Chapter 2: The Ghost of Room 7

Chapter 2: The Ghost of Room 7

Weeks bled into a miserable, monotonous rhythm. Leo's life became defined by the four grimy walls of Room 1 and the ever-present phantom who occupied his stolen sanctuary. Marcus Thorne was a ghost. A poltergeist of privilege who haunted the house with the low thrum of a sports car engine at dawn and the slam of the front door long after midnight. Leo never saw him, not once. He only saw the evidence of his existence: a pair of designer trainers left carelessly in the hall, an empty bottle of expensive whiskey by the recycling bin, and the infuriatingly silent door of Room 7.

The financial strain was no longer a vague anxiety but a constant, gnawing hunger. The premium rent he was still paying for this glorified closet vaporized from his account on the first of the month, a digital slap in the face.
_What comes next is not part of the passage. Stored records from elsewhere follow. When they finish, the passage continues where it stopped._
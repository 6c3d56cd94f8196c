//! Chat session: the live components of one signed-in user

use parking_lot::Mutex;
use std::sync::{Arc, Weak};
use tandem_live::{
	LiveConfig, PresenceOptions, PresenceTracker, ReconnectSupervisor, SubscriptionRegistry,
	UnreadSource, UnreadTracker,
};
use tandem_types::remote_adapter::RemoteAdapter;

use crate::feed::ConversationFeed;
use crate::notification::NotificationFeed;
use crate::outbox::Outbox;
use crate::prelude::*;

/// Presence field carrying the user id, so several devices of one user count once
pub const PRESENCE_IDENTITY_FIELD: &str = "user_id";

pub struct ChatState {
	pub me: String,
	pub remote: Arc<dyn RemoteAdapter>,
	pub registry: Arc<SubscriptionRegistry>,
	pub supervisor: Arc<ReconnectSupervisor>,
	pub unread: Arc<UnreadTracker>,
	pub outbox: Outbox,
	/// Joined presence channels, withdrawn on shutdown
	presence: Mutex<Vec<Weak<PresenceTracker>>>,
}

pub type ChatSession = Arc<ChatState>;

impl ChatState {
	/// Wire up registry, supervisor, unread tracker and outbox for `me`.
	pub fn new(remote: Arc<dyn RemoteAdapter>, me: &str, config: LiveConfig) -> ClResult<ChatSession> {
		let registry = SubscriptionRegistry::new(config)?;
		let supervisor = ReconnectSupervisor::attach(&registry);
		let unread = Arc::new(UnreadTracker::new(remote.clone(), me, UnreadSource::default()));
		let outbox = Outbox::new(remote.clone(), me);
		info!(user = %me, "chat session started");
		Ok(Arc::new(Self {
			me: me.into(),
			remote,
			registry,
			supervisor,
			unread,
			outbox,
			presence: Mutex::new(Vec::new()),
		}))
	}

	pub async fn open_conversation(&self, conversation: &str) -> ClResult<ConversationFeed> {
		ConversationFeed::open(&self.registry, self.remote.clone(), self.unread.clone(), conversation).await
	}

	pub async fn open_notifications(&self) -> ClResult<NotificationFeed> {
		NotificationFeed::open(&self.registry, self.remote.clone(), &self.me).await
	}

	/// Join a presence channel, identifying users by their user id.
	///
	/// Call [`PresenceTracker::track`] to appear online.
	pub fn join_presence(&self, channel: &str) -> ClResult<Arc<PresenceTracker>> {
		let options = PresenceOptions::new(channel).with_identity_field(PRESENCE_IDENTITY_FIELD);
		let tracker = Arc::new(PresenceTracker::join(&self.registry, self.remote.clone(), options)?);
		let mut joined = self.presence.lock();
		joined.retain(|tracker| tracker.strong_count() > 0);
		joined.push(Arc::downgrade(&tracker));
		Ok(tracker)
	}

	/// Recompute unread badges from the server
	pub async fn refresh_unread(&self) -> ClResult<()> {
		self.unread.refresh().await
	}

	/// The app came back to the foreground
	pub fn on_visible(&self) {
		self.registry.notify_visible();
	}

	/// Manual "tap to reconnect" for one subscription
	pub fn reconnect(&self, key: &str) -> ClResult<bool> {
		self.supervisor.reconnect_now(key)
	}

	/// Withdraw presence announcements, then close every subscription
	pub async fn shutdown(&self) {
		let trackers: Vec<Arc<PresenceTracker>> =
			self.presence.lock().drain(..).filter_map(|tracker| tracker.upgrade()).collect();
		for tracker in &trackers {
			if let Err(err) = tracker.untrack().await {
				warn!(key = %tracker.key(), error = %err, "presence untrack failed on shutdown");
			}
		}
		let subscriptions = self.registry.len();
		self.registry.close_all();
		info!(user = %self.me, subscriptions, "chat session closed");
	}
}

impl std::fmt::Debug for ChatState {
	fn fmt(&self, f: &mut std::fmt::Formatter<'_>) -> std::fmt::Result {
		f.debug_struct("ChatState").field("me", &self.me).finish_non_exhaustive()
	}
}

// vim: ts=4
His budget for food shrank, then shriveled. Instant noodles became a staple, their salty broth a poor substitute for a real meal. He started skipping lunch to save a few pounds, the resulting headaches making it impossible to focus on the dense academic texts that were piling up on his tiny, scratched desk. His grades, once his only source of pride, began to slip. He’d stare at lines of code until they blurred into meaningless symbols, his mind consumed not by algorithms, but by the burning injustice of it all.

His first attempts at communication were pathetically polite. He’d type out neat, reasonable notes, explaining the situation and asking, very civilly, if they could discuss the rent disparity.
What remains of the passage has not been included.